Adeno-associated viral (AAV) vectors have much promise in gene therapy. Among the many properties that make AAV an ideal vector for gene therapy are its ability to infect both dividing and nondividing cells and the longevity of expression in tissues such as brain, skeletal muscle, and liver. However, like other viral vectors, readministration of vector is limited because of the host's immune response to viral components of the vector. Using class I, class II, and CD40 ligand (CD40L)-deficient mice, we demonstrate that neutralizing antibodies to the viral capsid proteins prevent transgene expression following readministration of rAAV vectors. Transient immunosuppression of mice by treatment with antibody to CD4 at the time of primary infection allowed transgene expression after readministration of rAAV vectors to animals. Transient immunosuppression with antibody to CD40L had only a modest effect on the efficacy of readministration. The ability to readminister virus was inversely correlated with both AAV capsid enzyme-linked immunosorbent assay titers and AAV neutralizing antibody titers.
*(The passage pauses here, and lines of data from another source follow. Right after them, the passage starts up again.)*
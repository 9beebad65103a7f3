//! # shufflestore
//!
//! A remote shuffle block store with:
//! - 64-bit block ids packing sequence, task attempt and partition
//! - Paired data/index files written append-only per writer shard
//! - Bounded, batched reads planned from a fully cached index
//! - Read-time reconciliation with compressed bitmaps and checksums
//!
//! ## Architecture Overview
//!
//! ```text
//! ┌─────────────────────────────────────────────────────────────┐
//! │              TaskAttemptContext + ShuffleWriteHandler        │
//! │           ({shard}_{n}.data / {shard}_{n}.index pairs)       │
//! └─────────────────────┬───────────────────────────────────────┘
//!                       │ ShuffleStorage (local / memory)
//! ┌─────────────────────▼───────────────────────────────────────┐
//! │          ShardReadHandler (one per shard, per replica)       │
//! └─────────────────────┬───────────────────────────────────────┘
//!                       │
//! ┌─────────────────────▼───────────────────────────────────────┐
//! │     PartitionReadHandler (one global segment index space)    │
//! └─────────────────────┬───────────────────────────────────────┘
//!                       │
//!                       ▼
//!               ┌───────────────┐      expected blocks / tasks
//!               │  ReadClient   │◄──── (RoaringTreemap)
//!               │ (exactly once)│
//!               └───────┬───────┘
//!                       ▼
//!               ┌───────────────┐
//!               │RecordIterator │
//!               └───────────────┘
//! ```

// =============================================================================
// Module Declarations
// =============================================================================

pub mod error;
pub mod config;

pub mod block_id;
pub mod checksum;
pub mod retry;
pub mod storage;
pub mod shuffle;
pub mod task;
pub mod client;
pub mod record;

// =============================================================================
// Public API Re-exports
// =============================================================================

pub use block_id::BlockId;
pub use client::{CancelHandle, ReadStats, ShuffleReadClient};
pub use config::{ReadConfig, WriteConfig, WriteSyncStrategy};
pub use error::{Result, ShuffleError};
pub use record::{RecordIterator, ReadMetrics, ShuffleReadMetrics};
pub use shuffle::{ShuffleDataResult, ShufflePartitionedBlock, ShuffleWriteHandler};
pub use storage::{LocalStorage, MemoryStorage, ShuffleStorage};
pub use task::{TaskAttemptContext, TaskWriteReport};

// =============================================================================
// Version Info
// =============================================================================

/// Current version of shufflestore
pub const VERSION: &str = env!("CARGO_PKG_VERSION");
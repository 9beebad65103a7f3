//! Error types for shufflestore
//!
//! Provides a unified error type for all operations.

use thiserror::Error;

/// Result type alias using ShuffleError
pub type Result<T> = std::result::Result<T, ShuffleError>;

/// Unified error type for shufflestore operations
#[derive(Debug, Error)]
pub enum ShuffleError {
    // -------------------------------------------------------------------------
    // I/O Errors
    // -------------------------------------------------------------------------
    #[error("IO error: {0}")]
    Io(#[from] std::io::Error),

    /// A transient storage failure that kept failing after every retry.
    #[error("{operation} failed after {attempts} attempts: {source}")]
    RetriesExhausted {
        operation: String,
        attempts: usize,
        #[source]
        source: std::io::Error,
    },

    // -------------------------------------------------------------------------
    // Consistency Errors
    // -------------------------------------------------------------------------
    /// Bytes that were acknowledged as written cannot be delivered.
    #[error("Blocks read inconsistent: {0}")]
    DataLoss(String),

    #[error("Unexpected crc value for block {block_id}, expected: {expected}, actual: {actual}")]
    Checksum {
        block_id: u64,
        expected: u32,
        actual: u32,
    },

    // -------------------------------------------------------------------------
    // Format Errors
    // -------------------------------------------------------------------------
    #[error("Invalid block: {0}")]
    InvalidBlock(String),

    #[error("Index corruption detected: {0}")]
    IndexCorruption(String),

    #[error("Block id field {field} value {value} exceeds {bits} bits")]
    BlockIdOverflow {
        field: &'static str,
        value: u64,
        bits: u32,
    },

    // -------------------------------------------------------------------------
    // Serialization Errors
    // -------------------------------------------------------------------------
    #[error("Serialization error: {0}")]
    Serialization(String),

    // -------------------------------------------------------------------------
    // Usage Errors
    // -------------------------------------------------------------------------
    #[error("Configuration error: {0}")]
    Config(String),

    #[error("Segment index {requested} is behind the current read position {current}")]
    SegmentOutOfOrder { requested: usize, current: usize },
}

impl From<bincode::Error> for ShuffleError {
    fn from(e: bincode::Error) -> Self {
        ShuffleError::Serialization(e.to_string())
    }
}
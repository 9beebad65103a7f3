//! shufflestore CLI
//!
//! Offline inspection and verification of shuffle files on local storage.

use std::path::{Path, PathBuf};
use std::process::ExitCode;
use std::sync::Arc;

use clap::{Parser, Subcommand};
use shufflestore::checksum::crc32;
use shufflestore::shuffle::{decode_index_entries, PartitionReadHandler};
use shufflestore::storage::{PartitionRange, DATA_FILE_EXTENSION};
use shufflestore::{LocalStorage, ReadConfig, ShuffleStorage};
use tracing_subscriber::{fmt, EnvFilter};

/// shufflestore CLI
#[derive(Parser, Debug)]
#[command(name = "shufflestore-cli")]
#[command(about = "Inspect and verify shufflestore data/index files")]
#[command(version)]
struct Args {
    #[command(subcommand)]
    command: Commands,
}

#[derive(Subcommand, Debug)]
enum Commands {
    /// Dump the entries of an index file and check every block's CRC
    Inspect {
        /// Path to a `{shard}_{n}.index` file
        index: PathBuf,
    },

    /// Check every block of a shuffle, one thread per partition range
    Verify {
        /// Storage root
        #[arg(short, long, default_value = "./shuffle_data")]
        base: PathBuf,

        /// Application id
        #[arg(short, long)]
        app: String,

        /// Shuffle id
        #[arg(short, long, default_value = "0")]
        shuffle: u32,

        /// Total number of partitions
        #[arg(short, long)]
        partitions: u32,

        /// Partitions grouped per directory
        #[arg(short = 'r', long, default_value = "1")]
        per_range: u32,
    },
}

/// Result of verifying one partition range
#[derive(Debug, Default)]
struct RangeReport {
    shards: usize,
    blocks: u64,
    bytes: u64,
    corrupt: u64,
}

fn main() -> ExitCode {
    let filter = EnvFilter::try_from_default_env()
        .unwrap_or_else(|_| EnvFilter::new("info,shufflestore=debug"));

    fmt()
        .with_env_filter(filter)
        .with_target(true)
        .with_thread_ids(true)
        .init();

    let args = Args::parse();
    tracing::info!("shufflestore CLI v{}", shufflestore::VERSION);

    let outcome = match args.command {
        Commands::Inspect { index } => inspect(&index),
        Commands::Verify {
            base,
            app,
            shuffle,
            partitions,
            per_range,
        } => verify(&base, &app, shuffle, partitions, per_range),
    };

    match outcome {
        Ok(true) => ExitCode::SUCCESS,
        Ok(false) => ExitCode::FAILURE,
        Err(e) => {
            tracing::error!("{}", e);
            ExitCode::FAILURE
        }
    }
}

/// Returns whether every block checked out
fn inspect(index_path: &Path) -> shufflestore::Result<bool> {
    let storage = LocalStorage::new();
    let mut index = storage.open_read(index_path)?;
    let size = index.size()?;
    let bytes = index.read_at(0, size as usize)?;
    let (entries, trailing) = decode_index_entries(&bytes);

    let data_path = index_path.with_extension(DATA_FILE_EXTENSION);
    let mut data = storage.open_read(&data_path)?;

    println!(
        "{:>6}  {:>20}  {:>8}  {:>8}  {:>10}  {:>12}  {:>10}  status",
        "#", "block_id", "seq", "task", "partition", "offset", "length"
    );

    let mut all_ok = true;
    for (i, entry) in entries.iter().enumerate() {
        let (seq, task, partition) = entry.block_id.decode();
        let status = match data.read_at(entry.offset, entry.length as usize) {
            Ok(payload) if crc32(&payload) == entry.crc => "ok".to_string(),
            Ok(payload) => {
                all_ok = false;
                format!("crc mismatch (index {}, data {})", entry.crc, crc32(&payload))
            }
            Err(e) => {
                all_ok = false;
                format!("unreadable: {}", e)
            }
        };
        println!(
            "{:>6}  {:>20}  {:>8}  {:>8}  {:>10}  {:>12}  {:>10}  {}",
            i,
            entry.block_id.as_u64(),
            seq,
            task,
            partition,
            entry.offset,
            entry.length,
            status
        );
    }

    if trailing > 0 {
        println!("{} trailing bytes do not form a whole entry", trailing);
    }
    println!("{} entries, {}", entries.len(), if all_ok { "all ok" } else { "ERRORS" });
    Ok(all_ok)
}

/// Returns whether every range verified cleanly
fn verify(
    base: &Path,
    app: &str,
    shuffle: u32,
    partitions: u32,
    per_range: u32,
) -> shufflestore::Result<bool> {
    let storage: Arc<dyn ShuffleStorage> = Arc::new(LocalStorage::new());
    let ranges = PartitionRange::all(partitions, per_range);

    let results = crossbeam::scope(|s| {
        let handles: Vec<_> = ranges
            .iter()
            .map(|&range| {
                let storage = Arc::clone(&storage);
                let config = ReadConfig::builder()
                    .base_path(base)
                    .app_id(app)
                    .shuffle_id(shuffle)
                    .partition_id(range.start)
                    .partition_num_per_range(per_range)
                    .partition_num(partitions)
                    .build();
                s.spawn(move |_| (range, verify_range(&config, storage)))
            })
            .collect();

        handles
            .into_iter()
            .filter_map(|h| h.join().ok())
            .collect::<Vec<_>>()
    })
    .map_err(|_| shufflestore::ShuffleError::Config("verification thread panicked".into()))?;

    let mut all_ok = results.len() == ranges.len();
    for (range, result) in results {
        match result {
            Ok(report) => {
                println!(
                    "{:>12}  shards={:<4} blocks={:<8} bytes={:<12} corrupt={}",
                    range.to_string(),
                    report.shards,
                    report.blocks,
                    report.bytes,
                    report.corrupt
                );
                all_ok &= report.corrupt == 0;
            }
            Err(e) => {
                println!("{:>12}  FAILED: {}", range.to_string(), e);
                all_ok = false;
            }
        }
    }
    Ok(all_ok)
}

fn verify_range(
    config: &ReadConfig,
    storage: Arc<dyn ShuffleStorage>,
) -> shufflestore::Result<RangeReport> {
    let mut handler = PartitionReadHandler::open(config, storage)?;
    let mut report = RangeReport {
        shards: handler.shard_count(),
        ..RangeReport::default()
    };

    let mut segment_index = 0;
    while let Some(batch) = handler.read_shuffle_data(segment_index)? {
        for (segment, payload) in batch.blocks() {
            report.blocks += 1;
            report.bytes += segment.length as u64;
            if crc32(&payload) != segment.crc {
                tracing::warn!(block_id = %segment.block_id, "Checksum mismatch");
                report.corrupt += 1;
            }
        }
        segment_index += 1;
    }

    handler.close();
    Ok(report)
}
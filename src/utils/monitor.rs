#[cfg(feature = "monitor")]
use std::sync::Mutex;
#[cfg(feature = "monitor")]
use std::time::{Duration, Instant};
#[cfg(feature = "monitor")]
use sysinfo::{Pid, ProcessesToUpdate, System};

#[cfg(feature = "monitor")]
#[derive(Debug, Clone)]
pub struct ResourceStats {
    pub cpu_usage: f32,
    pub memory_usage_mb: u64,
    pub peak_memory_mb: u64,
    pub elapsed_time: Duration,
}

/// 批次處理時的資源監控（CPU / 記憶體 / 耗時）
#[cfg(feature = "monitor")]
pub struct BatchMonitor {
    state: Option<Mutex<MonitorState>>,
    start_time: Instant,
}

#[cfg(feature = "monitor")]
struct MonitorState {
    system: System,
    pid: Pid,
    peak_memory_mb: u64,
}

#[cfg(feature = "monitor")]
impl BatchMonitor {
    pub fn new(enabled: bool) -> Self {
        let state = if enabled {
            match sysinfo::get_current_pid() {
                Ok(pid) => {
                    let mut system = System::new();
                    system.refresh_processes(ProcessesToUpdate::Some(&[pid]), true);
                    Some(Mutex::new(MonitorState {
                        system,
                        pid,
                        peak_memory_mb: 0,
                    }))
                }
                Err(e) => {
                    tracing::warn!("Resource monitoring unavailable: {}", e);
                    None
                }
            }
        } else {
            None
        };

        Self {
            state,
            start_time: Instant::now(),
        }
    }

    pub fn stats(&self) -> Option<ResourceStats> {
        let mut state = self.state.as_ref()?.lock().ok()?;
        let pid = state.pid;
        state
            .system
            .refresh_processes(ProcessesToUpdate::Some(&[pid]), true);

        let (cpu_usage, memory_mb) = {
            let process = state.system.process(pid)?;
            (process.cpu_usage(), process.memory() / 1024 / 1024)
        };
        if memory_mb > state.peak_memory_mb {
            state.peak_memory_mb = memory_mb;
        }

        Some(ResourceStats {
            cpu_usage,
            memory_usage_mb: memory_mb,
            peak_memory_mb: state.peak_memory_mb,
            elapsed_time: self.start_time.elapsed(),
        })
    }

    pub fn log_stats(&self, phase: &str) {
        if let Some(stats) = self.stats() {
            tracing::info!(
                "📊 {} - CPU: {:.1}%, Memory: {}MB, Peak: {}MB, Time: {:?}",
                phase,
                stats.cpu_usage,
                stats.memory_usage_mb,
                stats.peak_memory_mb,
                stats.elapsed_time
            );
        }
    }

    pub fn log_final_stats(&self) {
        if let Some(stats) = self.stats() {
            tracing::info!(
                "📊 Final Stats - Total Time: {:?}, Peak Memory: {}MB",
                stats.elapsed_time,
                stats.peak_memory_mb
            );
        }
    }

    pub fn is_enabled(&self) -> bool {
        self.state.is_some()
    }
}

// 未啟用 monitor feature 時的空實現
#[cfg(not(feature = "monitor"))]
pub struct BatchMonitor;

#[cfg(not(feature = "monitor"))]
impl BatchMonitor {
    pub fn new(_enabled: bool) -> Self {
        Self
    }

    pub fn log_stats(&self, _phase: &str) {}

    pub fn log_final_stats(&self) {}

    pub fn is_enabled(&self) -> bool {
        false
    }
}

impl Default for BatchMonitor {
    fn default() -> Self {
        Self::new(false)
    }
}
These studies demonstrate that readministration of rAAV can be accomplished by down regulating the anti-AAV immune response and suggest the use of repeated administration of rAAV as a viable form of therapy for the treatment of chronic diseases. A problem common to all viral vectors in gene therapy is that the host can mount an immune response to the vector. This immune response prevents transgene expression following readministration of the viral vector. Our results show that the host's humoral immune response prevents intramuscular readministration of adeno-associated viral (AAV) vectors. By transiently immunosuppressing mice at the time of first administration with antibody to CD4, we show that readministration of rAAV vectors is possible.